Phathar Mak fez uma retrospectiva da trajectória artistica que começou a construir na cultura hip hop e demonstrou como o rap e outras manifestações artisticas podem mudar vidas e contribuir para as sociedades, reforçando o compromisso e responsabilidade social dos protagonistas.
O autor do “Grande Dia” agradeceu artistas, produtores, familiares e amigos que o ajudaram a se estabelecer no universo do rap e em outros estilos e tendências músicais presentes no “jardim” da música em Angola.Em palco, a Banda Mak1ge garantiu o suporte instrumental do concerto, a formação com a direcção artística de Roland nos teclados e voz que liderou a formação integrada por Hugo(baixo), Kiesse( guitarra), Ti Chick( bateria) e Albert( coros) jovens reforçados pelo veterano e experiente percussionista Dalú Roger , DJ Barão, Coral Ocisungo e Orquestra Langidila intervenientes que proporcionaram novos arranjos e ousadia na direcção artística da D”outros Tipos e ODP Eventos.

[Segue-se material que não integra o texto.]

impl InMemoryHost {
    pub fn from_fixture(fixture: HostFixture) -> Self {
        let areas = fixture
            .areas
            .into_iter()
            .map(|area| {
                (
                    area.area_id.clone(),
                    AreaEntry {
                        area_id: area.area_id,
                        name: area.name,
                        aliases: area.aliases,
                    },
                )
            })
            .collect();
        let devices = fixture
            .devices
            .into_iter()
            .map(|device| {
                (
                    device.device_id.clone(),
                    DeviceEntry {
                        device_id: device.device_id,
                        name: device.name,
                        area_id: device.area_id,
                    },
                )
            })
            .collect();

        let mut entities = BTreeMap::new();
        let mut exposure = BTreeMap::new();
        let mut states = Vec::with_capacity(fixture.entities.len());
        for entity in fixture.entities {
            entities.insert(
                entity.entity_id.clone(),
                EntityEntry {
                    entity_id: entity.entity_id.clone(),
                    name: entity.name,
                    aliases: entity.aliases,
                    area_id: entity.area_id,
                    device_id: entity.device_id,
                },
            );
            exposure.insert(entity.entity_id.clone(), entity.expose_to);
            states.push(EntityState {
                entity_id: entity.entity_id,
                state: entity.state,
                attributes: entity
                    .attributes
                    .into_iter()
                    .map(|(key, value)| (key, AttributeValue::from(value)))
                    .collect(),
            });
        }

        Self {
            data: Arc::new(HostData {
                users: fixture.users,
                areas,
                devices,
                entities,
                exposure: RwLock::new(exposure),
                states: RwLock::new(states),
            }),
        }
    }

    pub fn from_fixture_file(path: impl AsRef<Path>) -> Result<Self, FixtureError> {
        let raw = std::fs::read_to_string(path.as_ref())?;
        let fixture: HostFixture = serde_json::from_str(&raw)?;
        info!(
            path = %path.as_ref().display(),
            entities = fixture.entities.len(),
            areas = fixture.areas.len(),
            "loaded host fixture"
        );
        Ok(Self::from_fixture(fixture))
    }

    /// Replace an entity's state and attributes, as a device report would.
    pub fn set_state(
        &self,
        entity_id: &str,
        state: &str,
        attributes: BTreeMap<String, AttributeValue>,
    ) {
        let mut states = self
            .data
            .states
            .write()
            .unwrap_or_else(PoisonError::into_inner);
        match states.iter_mut().find(|current| current.entity_id == entity_id) {
            Some(current) => {
                current.state = state.to_string();
                current.attributes = attributes;
            }
            None => states.push(EntityState {
                entity_id: entity_id.to_string(),
                state: state.to_string(),
                attributes,
            }),
        }
    }

    /// Replace the set of assistants an entity is exposed to.
    pub fn set_exposed(&self, entity_id: &str, assistants: Vec<String>) {
        self.data
            .exposure
            .write()
            .unwrap_or_else(PoisonError::into_inner)
            .insert(entity_id.to_string(), assistants);
    }
}

#[async_trait]
impl CapabilityRegistry for InMemoryHost {
    async fn get_api(&self, caller: &CallerContext) -> Result<Arc<dyn CapabilityApi>, HostFault> {
        Ok(Arc::new(AssistApi::new(
            self.data.clone(),
            caller.assistant.clone(),
        )))
    }
}

impl ExposurePolicy for InMemoryHost {
    fn should_expose(&self, assistant: &str, entity_id: &str) -> bool {
        self.data.is_exposed(assistant, entity_id)
    }
}

impl EntityRegistry for InMemoryHost {
    fn entity(&self, entity_id: &str) -> Option<EntityEntry> {
        self.data.entities.get(entity_id).cloned()
    }
}

impl AreaRegistry for InMemoryHost {
    fn area(&self, area_id: &str) -> Option<AreaEntry> {
        self.data.areas.get(area_id).cloned()
    }
}

impl DeviceRegistry for InMemoryHost {
    fn device(&self, device_id: &str) -> Option<DeviceEntry> {
        self.data.devices.get(device_id).cloned()
    }
}

impl StateStore for InMemoryHost {
    fn snapshot(&self) -> Vec<EntityState> {
        self.data.snapshot()
    }
}

impl UserDirectory for InMemoryHost {
    fn display_name(&self, user_id: &str) -> Option<String> {
        self.data.users.get(user_id).cloned()
    }
}

struct TargetQuery {
    name: Option<String>,
    area: Option<String>,
    domains: Vec<String>,
}

impl TargetQuery {
    fn from_args(args: &Map<String, Value>) -> Result<Self, HostFault> {
        let text = |key: &str| -> Result<Option<String>, HostFault> {
            match args.get(key) {
                None | Some(Value::Null) => Ok(None),
                Some(Value::String(value)) if value.trim().is_empty() => Ok(None),
                Some(Value::String(value)) => Ok(Some(value.trim().to_string())),
                Some(_) => Err(HostFault::ServiceValidation(format!(
                    "{key} must be a string"
                ))),
            }
        };

        let domains = match args.get("domain") {
            None | Some(Value::Null) => Vec::new(),
            Some(Value::Array(items)) => items
                .iter()
                .map(|item| {
                    item.as_str().map(str::to_string).ok_or_else(|| {
                        HostFault::ServiceValidation("domain must be a list of strings".to_string())
                    })
                })
                .collect::<Result<Vec<_>, _>>()?,
            Some(_) => {
                return Err(HostFault::ServiceValidation(
                    "domain must be a list of strings".to_string(),
                ))
            }
        };

        let query = Self {
            name: text("name")?,
            area: text("area")?,
            domains,
        };
        if query.name.is_none() && query.area.is_none() {
            return Err(HostFault::ServiceValidation(
                "name or area is required".to_string(),
            ));
        }
        Ok(query)
    }

    fn describe(&self) -> String {
        let mut parts = Vec::new();
        if let Some(name) = &self.name {
            parts.push(format!("name={name}"));
        }
        if let Some(area) = &self.area {
            parts.push(format!("area={area}"));
        }
        if !self.domains.is_empty() {
            parts.push(format!("domain={}", self.domains.join("|")));
        }
        parts.join(", ")
    }
}

/// The tool set served by [`InMemoryHost`] for one assistant.
pub struct AssistApi {
    data: Arc<HostData>,
    assistant: String,
    tools: Vec<NativeTool>,
}

impl AssistApi {
    fn new(data: Arc<HostData>, assistant: String) -> Self {
        Self {
            data,
            assistant,
            tools: assist_tools(),
        }
    }

    fn resolve_targets(&self, query: &TargetQuery) -> Result<Vec<EntityState>, HostFault> {
        let matches_text = |candidate: &str, wanted: &str| candidate.eq_ignore_ascii_case(wanted);

        let matched: Vec<EntityState> = self
            .data
            .targetable(&self.assistant)
            .into_iter()
            .filter(|state| {
                query.domains.is_empty() || query.domains.iter().any(|domain| domain == state.domain())
            })
            .filter(|state| {
                query.name.as_deref().map_or(true, |wanted| {
                    self.data
                        .names_of(state)
                        .iter()
                        .any(|name| matches_text(name, wanted))
                })
            })
            .filter(|state| {
                query.area.as_deref().map_or(true, |wanted| {
                    self.data.area_of(&state.entity_id).is_some_and(|area| {
                        matches_text(&area.name, wanted)
                            || area.aliases.iter().any(|alias| matches_text(alias, wanted))
                    })
                })
            })
            .collect();

        if matched.is_empty() {
            return Err(HostFault::MatchFailed(format!(
                "no exposed entity matched {}",
                query.describe()
            )));
        }
        if query.name.is_some() && query.area.is_none() && matched.len() > 1 {
            return Err(HostFault::MatchFailed(format!(
                "{} entities matched {}, add an area to disambiguate",
                matched.len(),
                query.describe()
            )));
        }
        Ok(matched)
    }

    fn switch(&self, args: &Map<String, Value>, target_state: &str) -> Result<Value, HostFault> {
        let query = TargetQuery::from_args(args)?;
        let targets = self.resolve_targets(&query)?;

        if let Some(unsupported) = targets
            .iter()
            .find(|state| !SWITCHABLE_DOMAINS.contains(&state.domain()))
        {
            return Err(HostFault::ServiceValidation(format!(
                "{} does not support being turned {target_state}",
                unsupported.entity_id
            )));
        }

        let mut states = self
            .data
            .states
            .write()
            .unwrap_or_else(PoisonError::into_inner);
        let mut success = Vec::with_capacity(targets.len());
        for target in &targets {
            if let Some(current) = states
                .iter_mut()
                .find(|current| current.entity_id == target.entity_id)
            {
                current.state = target_state.to_string();
                success.push(json!({
                    "name": current.name(),
                    "type": "entity",
                    "id": current.entity_id,
                }));
            }
        }
        debug!(target_state, targets = success.len(), "switched entities");

        Ok(json!({
            "response_type": "action_done",
            "data": {
                "success": success,
                "failed": [],
            },
        }))
    }

    fn live_context(&self) -> Value {
        let entities: Vec<Value> = self
            .data
            .targetable(&self.assistant)
            .iter()
            .map(|state| {
                let mut entry = json!({
                    "names": self.data.names_of(state).join(", "),
                    "domain": state.domain(),
                    "state": state.state,
                });
                if let Some(area) = self.data.area_of(&state.entity_id) {
                    entry["areas"] = Value::String(area.name.clone());
                }
                entry
            })
            .collect();

        json!({ "success": true, "result": entities })
    }
}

Entre os convidados o primeiro a partilhar o palco foi Kool Klever, considerado o “Avô do rap”, juntos “droparam” o valor da amizade e reconhceram as lutas enfrentadas e conquistas alçançadas com o rap. “Black woman” um dos principais sucessos de Kool Klever esteve no alinhamento do artista que recebeu um diploma das mãos do anfitrião.Tito Paris também marcou presença no concerto e foi o embaixador da crioulidade na festa do rap que pegou o seu “Morna” e transformou em “Qual é a ideia”. Depois do dueto em palco o cabo-verdiano interpretou “Padoce de céu azul” tema acompanhado pelo saxofonista Sanguito e para encerrar “Dança ma mi criolo”.
O regresso aos palcos de Donna Kelly, uma das pioneiras do rap feminino em Angola foi uma das surpresas do concerto. No tema “Em três actos”, a rapper e o marido, Phathar
Mak, protagonizaram um dueto, antes de recordar o sucesso “Bela queta” produzido pelo Tito Olvio, chamado para receber um diploma pelos feitos no estilo rap.O casamento com a soul e outras variantes cantadas da black music esteve em evidência com Jay Lourenzo.
O convidado manifestou gratidão ao artista pelo apoio na inserção no circuito da música angolana, depois de 20 anos na Alemanha.Yola Semedo, nome consagrado da kizomba e semba, vezes sem conta chamada para duetos com artistas de diferenes estilos, esteve entre os convidados presentes. Mostrou a inclinação com o rap no dueto e para finalizar desfilou “Ingrata”.
Outro parceiro e amigo da cultura que esteve em palco foi Jeff Brown, que levou duas facetas, recordou o SSP com as mensagens mais motivadoras e mostrou o lado que combina gospel com ritmos nacionais.Entre os temas apresentados no concerto comemorativo dos 35 anos de carreira estiveram em destaques “Laranjas”, “Respeito” , “Me desculpem”, “Prova dos 9”, “Depois dos 43 anos”, “Meu rei” , “Abram alas” dentre vários temas no alinhamento que fechou com “Grande Dia” e “Amizade acima de tudo”.António Alfredo Simão Macunje, artisticamente conhecido como Phathar Mak, é uma das referências do rap angolano. No ano passado, viu reconhecida a trajectória artística ao ser condecorado pelo Presidente da República, no âmbito das celebrações dos 50 Anos de Independência de Angola.